Dozens of WordPress plugins developed by Essential Plugin were taken offline after a backdoor was discovered.

“Dozens of WordPress plug-ins went offline following the discovery of a backdoor that delivered malicious code to users”

Dataconomy

The backdoor was introduced after Essential Plugin was acquired by a new corporate owner last year.

Dataconomy

The malicious code remained dormant until it activated earlier this month.

Essential Plugin claims over 400,000 total installs and more than 15,000 customers.

The affected tools were active on more than 20,000 websites.

The plugins provide access to system settings, creating paths for malicious actions once compromised.

The affected plugins were removed from the WordPress directory and labeled as permanently closed.

The backdoor created access points that attackers could exploit to steal data or take control.

The attack represents one of the largest coordinated supply chain attacks targeting WordPress.

GIGAZINE

This was the second reported case of plugin hijacking in just a few weeks.

The incident highlights a long-standing vulnerability in third-party plugins.

Website administrators were urged to audit their plugin inventories.

Essential Plugin did not publicly respond to requests for comment.

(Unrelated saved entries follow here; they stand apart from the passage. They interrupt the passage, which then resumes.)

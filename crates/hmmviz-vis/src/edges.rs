//! Edge selection and de-congestion.
//!
//! Decides which transition, emission and initial edges of a snapshot are
//! drawn. Output order is fixed: initial edges, then transitions, then
//! emissions; within a kind by source ascending, then target ascending.

use hmmviz_layout::NodeId;
use serde::Serialize;

use crate::settings::DiagramSettings;
use crate::snapshot::Snapshot;

/// Relative cutoff used when no settings are supplied.
pub const DEFAULT_DECONGESTION_RATIO: f64 = 0.2;

/// What an edge carries.
#[derive(Debug, Clone, Copy, PartialEq, Eq, Hash, PartialOrd, Ord, Serialize)]
#[serde(rename_all = "snake_case")]
pub enum EdgeKind {
    Initial,
    Transition,
    Emission,
}

/// Identity of an edge independent of its weight.
#[derive(Debug, Clone, Copy, PartialEq, Eq, Hash, PartialOrd, Ord, Serialize)]
pub struct EdgeKey {
    pub source: NodeId,
    pub target: NodeId,
}

/// A drawn edge.
#[derive(Debug, Clone, Copy, PartialEq, Serialize)]
pub struct Edge {
    pub source: NodeId,
    pub target: NodeId,
    pub weight: f64,
    pub kind: EdgeKind,
}

impl Edge {
    pub fn key(&self) -> EdgeKey {
        EdgeKey {
            source: self.source,
            target: self.target,
        }
    }

    pub fn is_self_loop(&self) -> bool {
        self.source == self.target
    }
}

/// Threshold and de-congestion parameters.
#[derive(Debug, Clone, Copy, PartialEq)]
pub struct EdgeSelector {
    pub threshold: f64,
    pub decongestion: bool,
    /// Edges below `ratio × strongest` of their source are dropped when
    /// de-congesting
    pub ratio: f64,
}

impl EdgeSelector {
    pub fn new(threshold: f64, decongestion: bool) -> Self {
        Self {
            threshold,
            decongestion,
            ratio: DEFAULT_DECONGESTION_RATIO,
        }
    }

    pub fn from_settings(settings: &DiagramSettings, decongestion: bool) -> Self {
        Self {
            threshold: settings.prob_threshold,
            decongestion,
            ratio: settings.decongestion_ratio,
        }
    }

    pub fn with_ratio(mut self, ratio: f64) -> Self {
        self.ratio = ratio;
        self
    }

    /// Select the drawn edges of `snapshot`.
    ///
    /// An edge passes the threshold when its weight is positive and at least
    /// `threshold`. De-congestion then applies per source state to
    /// transitions and emissions: self-loops that passed the threshold are
    /// kept, the source's strongest passing edge is kept, and any other edge
    /// is kept only if it reaches `ratio` of that strongest weight.
    pub fn select(&self, snapshot: &Snapshot) -> Vec<Edge> {
        let mut edges = Vec::new();

        self.select_row(
            &snapshot.initial,
            NodeId::Initial,
            EdgeKind::Initial,
            NodeId::State,
            &mut edges,
        );
        for (i, row) in snapshot.transition.iter_rows().enumerate() {
            self.select_row(
                row,
                NodeId::State(i),
                EdgeKind::Transition,
                NodeId::State,
                &mut edges,
            );
        }
        if !snapshot.emission.is_empty() {
            for (i, row) in snapshot.emission.iter_rows().enumerate() {
                self.select_row(
                    row,
                    NodeId::State(i),
                    EdgeKind::Emission,
                    NodeId::Observation,
                    &mut edges,
                );
            }
        }
        edges
    }

    fn passes(&self, weight: f64) -> bool {
        weight.is_finite() && weight > 0.0 && weight >= self.threshold
    }

    fn select_row(
        &self,
        row: &[f64],
        source: NodeId,
        kind: EdgeKind,
        target: fn(usize) -> NodeId,
        out: &mut Vec<Edge>,
    ) {
        // First maximum wins, so ties resolve to the lowest target index.
        let strongest = row
            .iter()
            .enumerate()
            .filter(|(_, w)| self.passes(**w))
            .fold(None, |best: Option<(usize, f64)>, (j, &w)| match best {
                Some((_, bw)) if bw >= w => best,
                _ => Some((j, w)),
            });

        let decongest = self.decongestion && kind != EdgeKind::Initial;

        for (j, &weight) in row.iter().enumerate() {
            if !self.passes(weight) {
                continue;
            }
            let edge = Edge {
                source,
                target: target(j),
                weight,
                kind,
            };
            if decongest {
                let Some((best_j, best_w)) = strongest else {
                    continue;
                };
                let keep = edge.is_self_loop() || j == best_j || weight >= self.ratio * best_w;
                if !keep {
                    continue;
                }
            }
            out.push(edge);
        }
    }
}

/// Convenience wrapper with the default de-congestion ratio.
pub fn select_edges(snapshot: &Snapshot, threshold: f64, decongestion_enabled: bool) -> Vec<Edge> {
    EdgeSelector::new(threshold, decongestion_enabled).select(snapshot)
}

/// Largest weight among `edges`, or 1 when there is nothing positive.
pub fn max_weight(edges: &[Edge]) -> f64 {
    let max = edges
        .iter()
        .map(|e| e.weight)
        .filter(|w| w.is_finite())
        .fold(0.0, f64::max);
    if max > 0.0 {
        max
    } else {
        1.0
    }
}

#[cfg(test)]
mod tests {
    use super::*;
    use crate::snapshot::Matrix;
    use proptest::prelude::*;

    fn transitions(rows: Vec<Vec<f64>>) -> Snapshot {
        Snapshot::from_transition(1, Matrix::from_rows(rows).unwrap())
    }

    #[test]
    fn two_state_matrix_without_threshold_selects_every_edge() {
        let snap = transitions(vec![vec![0.7, 0.3], vec![0.4, 0.6]]);
        let edges = select_edges(&snap, 0.0, false);
        assert_eq!(edges.len(), 4);
        assert!(edges.iter().all(|e| e.kind == EdgeKind::Transition));
    }

    #[test]
    fn threshold_leaves_only_self_loops() {
        let snap = transitions(vec![vec![0.95, 0.05], vec![0.02, 0.98]]);
        let edges = select_edges(&snap, 0.1, false);
        assert_eq!(edges.len(), 2);
        assert!(edges.iter().all(Edge::is_self_loop));
    }

    #[test]
    fn identity_matrix_selects_only_self_loops() {
        let snap = Snapshot::from_transition(1, Matrix::identity(3));
        for threshold in [0.0, 0.01, 0.5, 1.0] {
            for decongestion in [false, true] {
                let edges = select_edges(&snap, threshold, decongestion);
                assert_eq!(edges.len(), 3, "threshold {threshold}, decongestion {decongestion}");
                assert!(edges.iter().all(Edge::is_self_loop));
            }
        }
    }

    #[test]
    fn order_is_source_then_target() {
        let snap = transitions(vec![vec![0.5, 0.5], vec![0.5, 0.5]]);
        let keys: Vec<_> = select_edges(&snap, 0.0, false)
            .iter()
            .map(|e| (e.source, e.target))
            .collect();
        assert_eq!(
            keys,
            vec![
                (NodeId::State(0), NodeId::State(0)),
                (NodeId::State(0), NodeId::State(1)),
                (NodeId::State(1), NodeId::State(0)),
                (NodeId::State(1), NodeId::State(1)),
            ]
        );
    }

    #[test]
    fn decongestion_drops_weak_edges_but_keeps_loops_and_strongest() {
        let snap = transitions(vec![
            vec![0.05, 0.80, 0.15],
            vec![0.30, 0.65, 0.05],
            vec![0.45, 0.50, 0.05],
        ]);
        let edges = EdgeSelector::new(0.01, true).with_ratio(0.2).select(&snap);
        let has = |s: usize, t: usize| {
            edges
                .iter()
                .any(|e| e.source == NodeId::State(s) && e.target == NodeId::State(t))
        };
        // Weak self-loop survives, weak cross edge does not.
        assert!(has(0, 0));
        assert!(has(0, 1));
        assert!(!has(0, 2));
        assert!(has(1, 0));
        assert!(has(2, 2));
        assert!(!has(1, 2));
        assert!(has(2, 0) && has(2, 1));
    }

    #[test]
    fn decongestion_still_honours_threshold_for_self_loops() {
        let snap = transitions(vec![vec![0.005, 0.995], vec![0.5, 0.5]]);
        let edges = select_edges(&snap, 0.01, true);
        assert!(!edges
            .iter()
            .any(|e| e.source == NodeId::State(0) && e.is_self_loop()));
    }

    #[test]
    fn emission_and_initial_edges_are_selected() {
        let snap = Snapshot::new(
            1,
            Matrix::identity(2),
            Matrix::from_rows(vec![vec![0.9, 0.1, 0.0], vec![0.2, 0.2, 0.6]]).unwrap(),
            vec![0.25, 0.75],
            0.0,
        );
        let edges = select_edges(&snap, 0.0, false);
        let count = |kind| edges.iter().filter(|e| e.kind == kind).count();
        assert_eq!(count(EdgeKind::Initial), 2);
        assert_eq!(count(EdgeKind::Transition), 2);
        assert_eq!(count(EdgeKind::Emission), 5);
        assert_eq!(edges[0].source, NodeId::Initial);
        assert_eq!(edges.last().unwrap().target, NodeId::Observation(2));
    }

    #[test]
    fn all_zero_matrix_selects_nothing() {
        let snap = transitions(vec![vec![0.0, 0.0], vec![0.0, 0.0]]);
        assert!(select_edges(&snap, 0.0, true).is_empty());
        assert_eq!(max_weight(&[]), 1.0);
    }

    fn square_matrix() -> impl Strategy<Value = Vec<Vec<f64>>> {
        (1usize..6).prop_flat_map(|n| {
            proptest::collection::vec(proptest::collection::vec(0.0f64..1.0, n), n)
        })
    }

    proptest! {
        #[test]
        fn selection_is_deterministic(
            rows in square_matrix(),
            threshold in 0.0f64..1.0,
            decongestion in any::<bool>(),
        ) {
            let snap = transitions(rows);
            prop_assert_eq!(
                select_edges(&snap, threshold, decongestion),
                select_edges(&snap, threshold, decongestion)
            );
        }

        #[test]
        fn strongest_outgoing_edge_is_never_dropped(
            rows in square_matrix(),
            threshold in 0.0f64..1.0,
            decongestion in any::<bool>(),
        ) {
            let snap = transitions(rows.clone());
            let edges = select_edges(&snap, threshold, decongestion);
            for (i, row) in rows.iter().enumerate() {
                let max = row.iter().copied().fold(0.0, f64::max);
                if max > 0.0 && max >= threshold {
                    let kept = edges.iter().any(|e| {
                        e.source == NodeId::State(i) && e.weight == max
                    });
                    prop_assert!(kept, "row {} lost its strongest edge", i);
                }
            }
        }
    }
}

The Essential Plugin suite was acquired by a new owner who slipped in malicious code.

“A recent ownership change introduced a hidden backdoor that activated this month”

mezha.net

The backdoor was planted in the first update by the new owner on August 8, 2025.

It remained dormant for approximately eight months before being exploited in April 2026.

The WordPress.org plugin team deactivated 31 plugins on April 7, 2026.

Ginder warned the ecosystem lacks mechanisms to notify when ownership is transferred.

The incident is likely to accelerate calls for better security practices.